THE DATA>
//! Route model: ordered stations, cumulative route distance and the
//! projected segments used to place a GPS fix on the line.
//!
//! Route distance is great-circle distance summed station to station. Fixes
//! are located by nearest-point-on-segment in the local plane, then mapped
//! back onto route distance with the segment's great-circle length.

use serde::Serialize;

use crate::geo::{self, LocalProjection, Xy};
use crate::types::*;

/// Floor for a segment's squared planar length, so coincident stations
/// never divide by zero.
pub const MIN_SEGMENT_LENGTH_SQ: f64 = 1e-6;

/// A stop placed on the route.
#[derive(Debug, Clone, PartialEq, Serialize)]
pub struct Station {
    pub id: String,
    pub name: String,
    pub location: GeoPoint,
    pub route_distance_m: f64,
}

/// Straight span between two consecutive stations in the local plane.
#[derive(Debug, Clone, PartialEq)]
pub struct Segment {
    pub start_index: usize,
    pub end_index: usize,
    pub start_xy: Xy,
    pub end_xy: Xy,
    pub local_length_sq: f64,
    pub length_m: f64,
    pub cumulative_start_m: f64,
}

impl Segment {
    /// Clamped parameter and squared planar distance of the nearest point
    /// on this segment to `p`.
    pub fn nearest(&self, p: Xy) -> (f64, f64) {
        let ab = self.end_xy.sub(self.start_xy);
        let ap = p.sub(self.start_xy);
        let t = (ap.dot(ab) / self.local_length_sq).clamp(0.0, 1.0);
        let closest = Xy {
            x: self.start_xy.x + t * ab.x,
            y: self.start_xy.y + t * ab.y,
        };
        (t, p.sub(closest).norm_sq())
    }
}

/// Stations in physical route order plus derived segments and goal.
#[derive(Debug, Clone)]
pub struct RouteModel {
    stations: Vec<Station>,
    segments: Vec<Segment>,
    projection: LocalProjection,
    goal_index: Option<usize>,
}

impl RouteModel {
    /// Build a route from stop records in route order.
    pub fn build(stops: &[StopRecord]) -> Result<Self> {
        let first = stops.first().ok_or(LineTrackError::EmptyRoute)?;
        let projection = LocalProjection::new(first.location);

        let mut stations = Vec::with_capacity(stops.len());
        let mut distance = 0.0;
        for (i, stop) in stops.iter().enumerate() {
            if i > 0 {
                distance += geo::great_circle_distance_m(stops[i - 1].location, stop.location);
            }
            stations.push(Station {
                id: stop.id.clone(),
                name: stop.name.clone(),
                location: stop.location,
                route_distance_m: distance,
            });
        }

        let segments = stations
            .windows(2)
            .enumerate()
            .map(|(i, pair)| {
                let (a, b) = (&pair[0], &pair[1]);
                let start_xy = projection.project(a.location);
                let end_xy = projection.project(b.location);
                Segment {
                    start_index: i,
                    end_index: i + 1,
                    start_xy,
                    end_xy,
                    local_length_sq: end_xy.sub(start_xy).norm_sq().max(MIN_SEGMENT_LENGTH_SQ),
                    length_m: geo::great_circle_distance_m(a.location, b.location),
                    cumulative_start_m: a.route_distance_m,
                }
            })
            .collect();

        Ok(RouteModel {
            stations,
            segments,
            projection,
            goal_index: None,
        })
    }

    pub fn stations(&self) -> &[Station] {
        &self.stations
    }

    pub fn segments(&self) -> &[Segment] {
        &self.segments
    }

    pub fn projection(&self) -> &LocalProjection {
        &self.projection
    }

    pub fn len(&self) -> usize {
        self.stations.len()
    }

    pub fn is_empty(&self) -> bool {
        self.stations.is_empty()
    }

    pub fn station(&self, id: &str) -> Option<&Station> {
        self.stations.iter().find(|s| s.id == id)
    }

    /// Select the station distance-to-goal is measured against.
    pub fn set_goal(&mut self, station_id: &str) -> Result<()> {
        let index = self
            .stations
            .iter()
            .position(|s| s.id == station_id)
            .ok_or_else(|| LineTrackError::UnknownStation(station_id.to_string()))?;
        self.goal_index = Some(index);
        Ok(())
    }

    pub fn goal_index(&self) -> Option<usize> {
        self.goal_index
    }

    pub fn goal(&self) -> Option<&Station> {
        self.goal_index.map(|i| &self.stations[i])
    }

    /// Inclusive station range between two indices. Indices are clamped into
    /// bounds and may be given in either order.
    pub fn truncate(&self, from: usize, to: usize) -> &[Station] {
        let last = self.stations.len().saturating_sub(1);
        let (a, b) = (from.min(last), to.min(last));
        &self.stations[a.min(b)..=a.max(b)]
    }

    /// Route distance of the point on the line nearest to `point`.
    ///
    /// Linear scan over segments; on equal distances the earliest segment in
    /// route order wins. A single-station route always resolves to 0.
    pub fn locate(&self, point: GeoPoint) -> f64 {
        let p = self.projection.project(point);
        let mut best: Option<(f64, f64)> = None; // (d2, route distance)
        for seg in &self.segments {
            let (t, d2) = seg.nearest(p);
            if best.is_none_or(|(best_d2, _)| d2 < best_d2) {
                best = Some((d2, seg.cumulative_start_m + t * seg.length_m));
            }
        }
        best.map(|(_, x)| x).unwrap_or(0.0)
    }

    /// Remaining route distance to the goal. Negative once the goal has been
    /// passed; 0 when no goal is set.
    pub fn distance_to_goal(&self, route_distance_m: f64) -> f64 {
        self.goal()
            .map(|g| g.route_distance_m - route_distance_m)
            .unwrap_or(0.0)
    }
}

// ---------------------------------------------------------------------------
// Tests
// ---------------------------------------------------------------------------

EXERCISE DIRECTIONS>
Copy out all of the records verbatim.

WRITTEN REPLY>
//! Route model: ordered stations, cumulative route distance and the
//! projected segments used to place a GPS fix on the line.
//!
//! Route distance is great-circle distance summed station to station. Fixes
//! are located by nearest-point-on-segment in the local plane, then mapped
//! back onto route distance with the segment's great-circle length.

use serde::Serialize;

use crate::geo::{self, LocalProjection, Xy};
use crate::types::*;

/// Floor for a segment's squared planar length, so coincident stations
/// never divide by zero.
pub const MIN_SEGMENT_LENGTH_SQ: f64 = 1e-6;

/// A stop placed on the route.
#[derive(Debug, Clone, PartialEq, Serialize)]
pub struct Station {
    pub id: String,
    pub name: String,
    pub location: GeoPoint,
    pub route_distance_m: f64,
}

/// Straight span between two consecutive stations in the local plane.
#[derive(Debug, Clone, PartialEq)]
pub struct Segment {
    pub start_index: usize,
    pub end_index: usize,
    pub start_xy: Xy,
    pub end_xy: Xy,
    pub local_length_sq: f64,
    pub length_m: f64,
    pub cumulative_start_m: f64,
}

impl Segment {
    /// Clamped parameter and squared planar distance of the nearest point
    /// on this segment to `p`.
    pub fn nearest(&self, p: Xy) -> (f64, f64) {
        let ab = self.end_xy.sub(self.start_xy);
        let ap = p.sub(self.start_xy);
        let t = (ap.dot(ab) / self.local_length_sq).clamp(0.0, 1.0);
        let closest = Xy {
            x: self.start_xy.x + t * ab.x,
            y: self.start_xy.y + t * ab.y,
        };
        (t, p.sub(closest).norm_sq())
    }
}

/// Stations in physical route order plus derived segments and goal.
#[derive(Debug, Clone)]
pub struct RouteModel {
    stations: Vec<Station>,
    segments: Vec<Segment>,
    projection: LocalProjection,
    goal_index: Option<usize>,
}

impl RouteModel {
    /// Build a route from stop records in route order.
    pub fn build(stops: &[StopRecord]) -> Result<Self> {
        let first = stops.first().ok_or(LineTrackError::EmptyRoute)?;
        let projection = LocalProjection::new(first.location);

        let mut stations = Vec::with_capacity(stops.len());
        let mut distance = 0.0;
        for (i, stop) in stops.iter().enumerate() {
            if i > 0 {
                distance += geo::great_circle_distance_m(stops[i - 1].location, stop.location);
            }
            stations.push(Station {
                id: stop.id.clone(),
                name: stop.name.clone(),
                location: stop.location,
                route_distance_m: distance,
            });
        }

        let segments = stations
            .windows(2)
            .enumerate()
            .map(|(i, pair)| {
                let (a, b) = (&pair[0], &pair[1]);
                let start_xy = projection.project(a.location);
                let end_xy = projection.project(b.location);
                Segment {
                    start_index: i,
                    end_index: i + 1,
                    start_xy,
                    end_xy,
                    local_length_sq: end_xy.sub(start_xy).norm_sq().max(MIN_SEGMENT_LENGTH_SQ),
                    length_m: geo::great_circle_distance_m(a.location, b.location),
                    cumulative_start_m: a.route_distance_m,
                }
            })
            .collect();

        Ok(RouteModel {
            stations,
            segments,
            projection,
            goal_index: None,
        })
    }

    pub fn stations(&self) -> &[Station] {
        &self.stations
    }

    pub fn segments(&self) -> &[Segment] {
        &self.segments
    }

    pub fn projection(&self) -> &LocalProjection {
        &self.projection
    }

    pub fn len(&self) -> usize {
        self.stations.len()
    }

    pub fn is_empty(&self) -> bool {
        self.stations.is_empty()
    }

    pub fn station(&self, id: &str) -> Option<&Station> {
        self.stations.iter().find(|s| s.id == id)
    }

    /// Select the station distance-to-goal is measured against.
    pub fn set_goal(&mut self, station_id: &str) -> Result<()> {
        let index = self
            .stations
            .iter()
            .position(|s| s.id == station_id)
            .ok_or_else(|| LineTrackError::UnknownStation(station_id.to_string()))?;
        self.goal_index = Some(index);
        Ok(())
    }

    pub fn goal_index(&self) -> Option<usize> {
        self.goal_index
    }

    pub fn goal(&self) -> Option<&Station> {
        self.goal_index.map(|i| &self.stations[i])
    }

    /// Inclusive station range between two indices. Indices are clamped into
    /// bounds and may be given in either order.
    pub fn truncate(&self, from: usize, to: usize) -> &[Station] {
        let last = self.stations.len().saturating_sub(1);
        let (a, b) = (from.min(last), to.min(last));
        &self.stations[a.min(b)..=a.max(b)]
    }

    /// Route distance of the point on the line nearest to `point`.
    ///
    /// Linear scan over segments; on equal distances the earliest segment in
    /// route order wins. A single-station route always resolves to 0.
    pub fn locate(&self, point: GeoPoint) -> f64 {
        let p = self.projection.project(point);
        let mut best: Option<(f64, f64)> = None; // (d2, route distance)
        for seg in &self.segments {
            let (t, d2) = seg.nearest(p);
            if best.is_none_or(|(best_d2, _)| d2 < best_d2) {
                best = Some((d2, seg.cumulative_start_m + t * seg.length_m));
            }
        }
        best.map(|(_, x)| x).unwrap_or(0.0)
    }

    /// Remaining route distance to the goal. Negative once the goal has been
    /// passed; 0 when no goal is set.
    pub fn distance_to_goal(&self, route_distance_m: f64) -> f64 {
        self.goal()
            .map(|g| g.route_distance_m - route_distance_m)
            .unwrap_or(0.0)
    }
}

// ---------------------------------------------------------------------------
// Tests
// ---------------------------------------------------------------------------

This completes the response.